Greedy number partitioning

In computer science, greedy number partitioning is a class of greedy algorithms for multiway number partitioning. The input to the algorithm is a set S of numbers, and a parameter k. The required output is a partition of S into k subsets, such that the sums in the subsets are as nearly equal as possible. Greedy algorithms process the numbers sequentially, and insert the next number into a bin in which the sum of numbers is currently smallest.

Approximate algorithms edit

The simplest greedy partitioning algorithm is called list scheduling. It just processes the inputs in any order they arrive. It always returns a partition in which the largest sum is at most $2-{\frac {1}{k}}$ times the optimal (minimum) largest sum.^[1] This heuristic can be used as an online algorithm, when the order in which the items arrive cannot be controlled.

An improved greedy algorithm is called LPT scheduling. It processes the inputs by descending order of value, from large to small. Since it needs to pre-order the inputs, it can be used only as an offline algorithm. It guarantees that the largest sum is at most ${\frac {4k-1}{3k}}$ times the optimal (minimum) largest sum, and the smallest sum is at least ${\frac {3k-1}{4k-2}}$ times the optimal (maximum) smallest sum. See LPT scheduling for more details.

Complete greedy algorithm edit

The complete greedy algorithm (CGA) is an exact algorithm, i.e., it always finds an optimal solution. It works in the following way. After sorting the numbers in descending order (as in LPT), it constructs a k-ary tree. Each level corresponds to a number, and each of the k branches corresponds to a different set in which the current number can be put. Traversing the tree in depth-first order requires only O(n) space, but might take O(kⁿ) time. The runtime can be improved by using the greedy heuristic: in each level, develop first the branch in which the current number is put in the set with the smallest sum. This algorithm finds the greedy (LPT) solution first, but then proceeds to look for better solutions.

Several additional heuristics can be used to improve the runtime:^[2]

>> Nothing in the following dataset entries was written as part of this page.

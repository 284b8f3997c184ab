//! The typed resource model.
//!
//! Every managed resource has an identity `(Kind, Name)` — [`ResourceId`] —
//! and a typed spec. [`Resource`] is the tagged variant over the five spec
//! types; operations that accept "any resource" (`validate`, `dependencies`,
//! `digest`, `equals`) dispatch on the tag. Specs are immutable values: the
//! loader builds them once and the planner and engine only read them.

pub mod commands;
pub mod digest;
pub mod installer;
pub mod repository;
pub mod runtime;
pub mod source;
pub mod tool;
pub mod toolset;
pub mod version;

pub use commands::CommandSet;
pub use installer::InstallerSpec;
pub use repository::InstallerRepositorySpec;
pub use runtime::RuntimeSpec;
pub use source::{ArchiveKind, Checksum, ChecksumSpec, Source};
pub use tool::ToolSpec;
pub use toolset::ToolSetSpec;
pub use version::VersionKind;

use crate::core::TomeiError;
use regex::Regex;
use serde::{Deserialize, Serialize};
use std::fmt;
use std::sync::OnceLock;

/// Sentinel installer name selecting the built-in download strategy.
/// It is never a dependency edge.
pub const DOWNLOAD_INSTALLER: &str = "download";

/// The five declarable resource kinds.
#[derive(Debug, Clone, Copy, PartialEq, Eq, Hash, PartialOrd, Ord, Serialize, Deserialize)]
pub enum ResourceKind {
    Runtime,
    Tool,
    Installer,
    ToolSet,
    InstallerRepository,
}

impl ResourceKind {
    pub fn as_str(&self) -> &'static str {
        match self {
            Self::Runtime => "Runtime",
            Self::Tool => "Tool",
            Self::Installer => "Installer",
            Self::ToolSet => "ToolSet",
            Self::InstallerRepository => "InstallerRepository",
        }
    }

    /// Scheduling priority within an execution layer: lower runs earlier in
    /// the deterministic in-layer ordering.
    pub fn priority(&self) -> u32 {
        match self {
            Self::Runtime => 100,
            Self::InstallerRepository => 150,
            Self::Installer => 200,
            Self::Tool => 300,
            // Expanded away at load time; ordered last if one ever leaks.
            Self::ToolSet => 400,
        }
    }

    pub fn parse(s: &str) -> Option<Self> {
        match s {
            "Runtime" => Some(Self::Runtime),
            "Tool" => Some(Self::Tool),
            "Installer" => Some(Self::Installer),
            "ToolSet" => Some(Self::ToolSet),
            "InstallerRepository" => Some(Self::InstallerRepository),
            _ => None,
        }
    }
}

impl fmt::Display for ResourceKind {
    fn fmt(&self, f: &mut fmt::Formatter<'_>) -> fmt::Result {
        f.write_str(self.as_str())
    }
}

/// Globally unique resource identity. The canonical string form `Kind/name`
/// is the node key in the dependency graph and the map key in state.
#[derive(Debug, Clone, PartialEq, Eq, Hash, PartialOrd, Ord, Serialize, Deserialize)]
pub struct ResourceId {
    pub kind: ResourceKind,
    pub name: String,
}

impl ResourceId {
    pub fn new(kind: ResourceKind, name: impl Into<String>) -> Self {
        Self { kind, name: name.into() }
    }

    /// Canonical `Kind/name` form.
    pub fn qualified(&self) -> String {
        format!("{}/{}", self.kind, self.name)
    }
}

impl fmt::Display for ResourceId {
    fn fmt(&self, f: &mut fmt::Formatter<'_>) -> fmt::Result {
        write!(f, "{}/{}", self.kind, self.name)
    }
}

/// Installation strategy selector.
#[derive(Debug, Clone, Copy, PartialEq, Eq, Serialize, Deserialize)]
#[serde(rename_all = "lowercase")]
pub enum StrategyKind {
    Download,
    Delegation,
    Commands,
}

impl fmt::Display for StrategyKind {
    fn fmt(&self, f: &mut fmt::Formatter<'_>) -> fmt::Result {
        match self {
            Self::Download => write!(f, "download"),
            Self::Delegation => write!(f, "delegation"),
            Self::Commands => write!(f, "commands"),
        }
    }
}

fn name_re() -> &'static Regex {
    static RE: OnceLock<Regex> = OnceLock::new();
    RE.get_or_init(|| Regex::new(r"^[a-z][a-z0-9-]*$").unwrap())
}

/// Checks the restricted identifier rule: lowercase letters, digits,
/// hyphens, starting with a letter.
pub fn valid_name(name: &str) -> bool {
    name_re().is_match(name)
}

/// A declared resource: identity plus typed spec, dispatching uniform
/// operations on the kind tag.
#[derive(Debug, Clone, PartialEq, Eq)]
pub struct Resource {
    pub name: String,
    pub spec: ResourceSpec,
}

/// The tagged spec variant.
#[derive(Debug, Clone, PartialEq, Eq, Serialize)]
#[serde(untagged)]
pub enum ResourceSpec {
    Runtime(RuntimeSpec),
    Tool(ToolSpec),
    Installer(InstallerSpec),
    ToolSet(ToolSetSpec),
    InstallerRepository(InstallerRepositorySpec),
}

impl Resource {
    pub fn runtime(name: impl Into<String>, spec: RuntimeSpec) -> Self {
        Self { name: name.into(), spec: ResourceSpec::Runtime(spec) }
    }

    pub fn tool(name: impl Into<String>, spec: ToolSpec) -> Self {
        Self { name: name.into(), spec: ResourceSpec::Tool(spec) }
    }

    pub fn installer(name: impl Into<String>, spec: InstallerSpec) -> Self {
        Self { name: name.into(), spec: ResourceSpec::Installer(spec) }
    }

    pub fn toolset(name: impl Into<String>, spec: ToolSetSpec) -> Self {
        Self { name: name.into(), spec: ResourceSpec::ToolSet(spec) }
    }

    pub fn repository(name: impl Into<String>, spec: InstallerRepositorySpec) -> Self {
        Self { name: name.into(), spec: ResourceSpec::InstallerRepository(spec) }
    }

    pub fn kind(&self) -> ResourceKind {
        match &self.spec {
            ResourceSpec::Runtime(_) => ResourceKind::Runtime,
            ResourceSpec::Tool(_) => ResourceKind::Tool,
            ResourceSpec::Installer(_) => ResourceKind::Installer,
            ResourceSpec::ToolSet(_) => ResourceKind::ToolSet,
            ResourceSpec::InstallerRepository(_) => ResourceKind::InstallerRepository,
        }
    }

    pub fn id(&self) -> ResourceId {
        ResourceId::new(self.kind(), &self.name)
    }

    /// The declared version string; kinds without a version return "".
    pub fn version(&self) -> &str {
        match &self.spec {
            ResourceSpec::Runtime(r) => &r.version,
            ResourceSpec::Tool(t) => &t.version,
            _ => "",
        }
    }

    pub fn version_kind(&self) -> VersionKind {
        VersionKind::classify(self.version())
    }

    /// Schema validation; the name rule applies to every kind.
    pub fn validate(&self) -> Result<(), TomeiError> {
        if !valid_name(&self.name) {
            return Err(TomeiError::Schema {
                resource: self.id().qualified(),
                field: "metadata.name".to_string(),
                reason: "names are lowercase alphanumeric with hyphens, starting with a letter"
                    .to_string(),
            });
        }
        match &self.spec {
            ResourceSpec::Runtime(r) => r.validate(&self.name),
            ResourceSpec::Tool(t) => t.validate(&self.name),
            ResourceSpec::Installer(i) => i.validate(&self.name),
            ResourceSpec::ToolSet(s) => s.validate(&self.name),
            ResourceSpec::InstallerRepository(r) => r.validate(&self.name),
        }
    }

    /// Outgoing dependency edges, by identity.
    pub fn dependencies(&self) -> Vec<ResourceId> {
        match &self.spec {
            ResourceSpec::Runtime(r) => r.dependencies(),
            ResourceSpec::Tool(t) => t.dependencies(),
            ResourceSpec::Installer(i) => i.dependencies(),
            ResourceSpec::ToolSet(_) => Vec::new(),
            ResourceSpec::InstallerRepository(r) => r.dependencies(),
        }
    }

    /// Canonical content digest over the normalized spec fields.
    pub fn digest(&self) -> String {
        match &self.spec {
            ResourceSpec::Runtime(r) => digest::digest_of(r),
            ResourceSpec::Tool(t) => digest::digest_of(t),
            ResourceSpec::Installer(i) => digest::digest_of(i),
            ResourceSpec::ToolSet(s) => digest::digest_of(s),
            ResourceSpec::InstallerRepository(r) => digest::digest_of(r),
        }
    }

    /// Digest equality: two specs with equal digests reconcile as equal.
    pub fn equals(&self, other: &Resource) -> bool {
        self.id() == other.id() && self.digest() == other.digest()
    }
}
/// Executes a removal from the persisted entry alone.
pub async fn execute_remove(ctx: &StrategyContext, entry: &StateEntry) -> Result<(), TomeiError> {
    let id = entry.id();
    match entry {
        StateEntry::Runtime(runtime) => match runtime.common.strategy {
            StrategyKind::Download => download::remove_installed(
                &ctx.data_dir,
                "runtimes",
                &id.name,
                &runtime.common.bin_paths,
            ),
            _ => {
                let remove = runtime.remove_command.as_deref().ok_or_else(|| {
                    TomeiError::MissingRemoveCommand { resource: id.qualified() }
                })?;
                let mut env = delegation::base_env(&runtime.env);
                if let Some(bin_dir) = &runtime.bin_dir {
                    delegation::prepend_path(&mut env, bin_dir);
                }
                let argv = command::split(&id.qualified(), remove)?;
                delegation::run_streaming(&id, &argv, &env, &ctx.sink, &ctx.cancel).await
            }
        },
        StateEntry::Tool(tool) => match tool.common.strategy {
            StrategyKind::Download => {
                download::remove_installed(&ctx.data_dir, "tools", &id.name, &tool.common.bin_paths)
            }
            _ => {
                let remove = tool.remove_command.as_deref().ok_or_else(|| {
                    TomeiError::MissingRemoveCommand { resource: id.qualified() }
                })?;
                let mut env = delegation::base_env(&Default::default());
                if let Some(runtime) = tool.runtime_ref.as_deref().and_then(|r| ctx.runtime_state(r))
                {
                    delegation::apply_runtime_overlay(&mut env, &runtime);
                }
                let argv = command::split(&id.qualified(), remove)?;
                delegation::run_streaming(&id, &argv, &env, &ctx.sink, &ctx.cancel).await
            }
        },
        // Definitions materialize nothing; deleting the entry suffices.
        StateEntry::Installer(_) => Ok(()),
        StateEntry::Repository(repo) => {
            let remove = repo.remove_command.as_deref().ok_or_else(|| {
                TomeiError::MissingRemoveCommand { resource: id.qualified() }
            })?;
            let mut env = delegation::base_env(&Default::default());
            apply_installer_overlays(
                ctx,
                &mut env,
                Some(&repo.installer_ref),
                repo.tool_ref.as_deref(),
            );
            let argv = command::split(&id.qualified(), remove)?;
            delegation::run_streaming(&id, &argv, &env, &ctx.sink, &ctx.cancel).await
        }
    }
}
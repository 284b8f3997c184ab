//! Runtime resources: language toolchains installed under the data root.

use super::commands::CommandSet;
use super::source::Source;
use super::{ResourceId, StrategyKind};
use crate::core::TomeiError;
use serde::{Deserialize, Serialize};
use std::collections::BTreeMap;

/// A language runtime installation (e.g. a downloaded Go toolchain).
///
/// Runtimes install via the `download` strategy (fetch, verify, extract,
/// symlink into their own bin dir) or the `delegation` strategy (foreign
/// tooling such as `rustup`, driven by user-declared commands).
#[derive(Debug, Clone, PartialEq, Eq, Serialize, Deserialize)]
#[serde(rename_all = "camelCase", deny_unknown_fields)]
pub struct RuntimeSpec {
    pub version: String,
    pub strategy: StrategyKind,
    /// Download descriptor; required for the download strategy.
    #[serde(skip_serializing_if = "Option::is_none")]
    pub source: Option<Source>,
    /// Binary names exposed from the installed tree.
    #[serde(default, skip_serializing_if = "Vec::is_empty")]
    pub binaries: Vec<String>,
    /// Destination directory for exposed binaries, e.g. `~/go/bin`.
    #[serde(skip_serializing_if = "Option::is_none")]
    pub bin_dir: Option<String>,
    /// Environment variables published to resources delegating to this runtime.
    #[serde(default, skip_serializing_if = "BTreeMap::is_empty")]
    pub env: BTreeMap<String, String>,
    #[serde(skip_serializing_if = "Option::is_none")]
    pub commands: Option<CommandSet>,
    /// When true, upgrading this runtime taints every Tool that references it.
    #[serde(default, skip_serializing_if = "std::ops::Not::not")]
    pub taint_on_upgrade: bool,
}

impl RuntimeSpec {
    pub fn validate(&self, name: &str) -> Result<(), TomeiError> {
        let resource = format!("Runtime/{name}");
        match self.strategy {
            StrategyKind::Download => {
                let source = self.source.as_ref().ok_or_else(|| TomeiError::Schema {
                    resource: resource.clone(),
                    field: "source".to_string(),
                    reason: "download strategy requires a source descriptor".to_string(),
                })?;
                source.validate(&resource)?;
                if self.bin_dir.is_none() {
                    return Err(TomeiError::Schema {
                        resource,
                        field: "binDir".to_string(),
                        reason: "download strategy requires a bin directory".to_string(),
                    });
                }
            }
            StrategyKind::Delegation => {
                let commands = self.commands.as_ref().ok_or_else(|| TomeiError::Schema {
                    resource: resource.clone(),
                    field: "commands".to_string(),
                    reason: "delegation strategy requires commands".to_string(),
                })?;
                if commands.install.is_none() {
                    return Err(TomeiError::Schema {
                        resource,
                        field: "commands.install".to_string(),
                        reason: "delegation strategy requires an install command".to_string(),
                    });
                }
            }
            StrategyKind::Commands => {
                return Err(TomeiError::Schema {
                    resource,
                    field: "strategy".to_string(),
                    reason: "runtimes support the download or delegation strategy".to_string(),
                });
            }
        }
        Ok(())
    }

    /// Runtimes sit at the bottom of the graph: no outgoing edges.
    pub fn dependencies(&self) -> Vec<ResourceId> {
        Vec::new()
    }
}
//! Tool resources: individual installable artifacts.

use super::commands::CommandSet;
use super::source::Source;
use super::{DOWNLOAD_INSTALLER, ResourceId, ResourceKind};
use crate::core::TomeiError;
use serde::{Deserialize, Serialize};

/// An installable artifact, delivered either by the built-in `download`
/// installer or by a declared [`Installer`](super::installer::InstallerSpec).
#[derive(Debug, Clone, PartialEq, Eq, Serialize, Deserialize)]
#[serde(rename_all = "camelCase", deny_unknown_fields)]
pub struct ToolSpec {
    /// Installer name, or the sentinel `download` for the built-in strategy.
    pub installer_ref: String,
    #[serde(skip_serializing_if = "Option::is_none")]
    pub runtime_ref: Option<String>,
    #[serde(skip_serializing_if = "Option::is_none")]
    pub repository_ref: Option<String>,
    #[serde(default, skip_serializing_if = "String::is_empty")]
    pub version: String,
    /// Package identifier handed to the installer's resolver, e.g.
    /// `cli/cli` or `golang.org/x/tools/gopls`.
    #[serde(skip_serializing_if = "Option::is_none")]
    pub package: Option<String>,
    /// Inline download descriptor, bypassing any resolver.
    #[serde(skip_serializing_if = "Option::is_none")]
    pub source: Option<Source>,
    #[serde(skip_serializing_if = "Option::is_none")]
    pub commands: Option<CommandSet>,
    /// Binary name when it differs from the tool name.
    #[serde(skip_serializing_if = "Option::is_none")]
    pub bin_name: Option<String>,
}

impl ToolSpec {
    /// The binary name exposed in the user bin dir.
    pub fn binary_name<'a>(&'a self, name: &'a str) -> &'a str {
        self.bin_name.as_deref().unwrap_or(name)
    }

    pub fn uses_download(&self) -> bool {
        self.installer_ref == DOWNLOAD_INSTALLER
    }

    pub fn validate(&self, name: &str) -> Result<(), TomeiError> {
        let resource = format!("Tool/{name}");
        if self.installer_ref.is_empty() {
            return Err(TomeiError::Schema {
                resource,
                field: "installerRef".to_string(),
                reason: "installerRef is required".to_string(),
            });
        }
        if self.uses_download() && self.source.is_none() && self.package.is_none() {
            return Err(TomeiError::Schema {
                resource,
                field: "source".to_string(),
                reason: "the download installer needs an inline source or a package".to_string(),
            });
        }
        if let Some(source) = &self.source {
            source.validate(&resource)?;
        }
        Ok(())
    }

    pub fn dependencies(&self) -> Vec<ResourceId> {
        let mut deps = Vec::new();
        // The sentinel `download` installer is built in, not a graph node.
        if !self.uses_download() {
            deps.push(ResourceId::new(ResourceKind::Installer, &self.installer_ref));
        }
        if let Some(runtime) = &self.runtime_ref {
            deps.push(ResourceId::new(ResourceKind::Runtime, runtime));
        }
        if let Some(repo) = &self.repository_ref {
            deps.push(ResourceId::new(ResourceKind::InstallerRepository, repo));
        }
        deps
    }
}

#[cfg(test)]
mod tests {
    use super::*;

    fn download_tool() -> ToolSpec {
        ToolSpec {
            installer_ref: DOWNLOAD_INSTALLER.to_string(),
            runtime_ref: None,
            repository_ref: None,
            version: "2.86.0".to_string(),
            package: Some("cli/cli".to_string()),
            source: None,
            commands: None,
            bin_name: None,
        }
    }

    #[test]
    fn download_sentinel_is_not_a_dependency() {
        assert!(download_tool().dependencies().is_empty());
    }

    #[test]
    fn refs_project_to_dependencies() {
        let spec = ToolSpec {
            installer_ref: "go".to_string(),
            runtime_ref: Some("go".to_string()),
            repository_ref: Some("internal".to_string()),
            ..download_tool()
        };
        let deps = spec.dependencies();
        assert_eq!(
            deps,
            vec![
                ResourceId::new(ResourceKind::Installer, "go"),
                ResourceId::new(ResourceKind::Runtime, "go"),
                ResourceId::new(ResourceKind::InstallerRepository, "internal"),
            ]
        );
    }

    #[test]
    fn download_tool_needs_source_or_package() {
        let mut spec = download_tool();
        spec.package = None;
        assert!(spec.validate("gh").is_err());
    }

    #[test]
    fn bin_name_overrides_tool_name() {
        let mut spec = download_tool();
        assert_eq!(spec.binary_name("gh"), "gh");
        spec.bin_name = Some("gh-cli".to_string());
        assert_eq!(spec.binary_name("gh"), "gh-cli");
    }
}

In a node in which the current sum-difference is at least the sum of all remaining numbers, the remaining numbers can just be put in the smallest-sum subset.
If we reach a leaf in which the sum-difference is 0 or 1, then the algorithm can terminate since this is the optimum.
If two or more subset sums in the current node are equal, then we can put the current number only in one of these subsets, thus reducing the size of the subtree by at least half.
The last number can be assigned only to the subset with the smaller sum.

Generalizations edit

In the fair item allocation problem, there are n items and k people, each of which assigns a possibly different value to each item. The goal is to partition the items among the people in as fair way as possible. The natural generalization of the greedy number partitioning algorithm is the envy-graph algorithm. It guarantees that the allocation is envy-free up to at most one item (EF1). Moreover, if the instance is ordered (- all agents rank the items in the same order), then the outcome is EFX, and guarantees to each agent at least ${\frac {2n}{3n-1}}$ of his maximin share. If the items are chores, then a similar algorithm guarantees ${\frac {4n-1}{3n}}$ MMS.^[3]

Implementations edit

Python: The prtpy library contains implementations of the greedy algorithm and complete greedy algorithm.

References edit

^ Graham, Ron L. (1969-03-01). "Bounds on Multiprocessing Timing Anomalies". SIAM Journal on Applied Mathematics. 17 (2): 416–429. doi:10.1137/0117039. ISSN 0036-1399.
^ Korf, Richard E. (August 1995). "From approximate to optimal solutions: A case study of number partitioning". In Mellish, Chris S. (ed.). IJCAI'95: Proceedings of the 14th international joint conference on Artificial intelligence. pp. 266–272. ISBN 978-1-55860-363-9.
^ Barman, Siddharth; Krishnamurthy, Sanath Kumar (21 April 2020). "Approximation Algorithms for Maximin Fair Division". ACM Transactions on Economics and Computation. 8 (1): 1–28. arXiv:1703.01851. doi:10.1145/3381525. S2CID 217191332.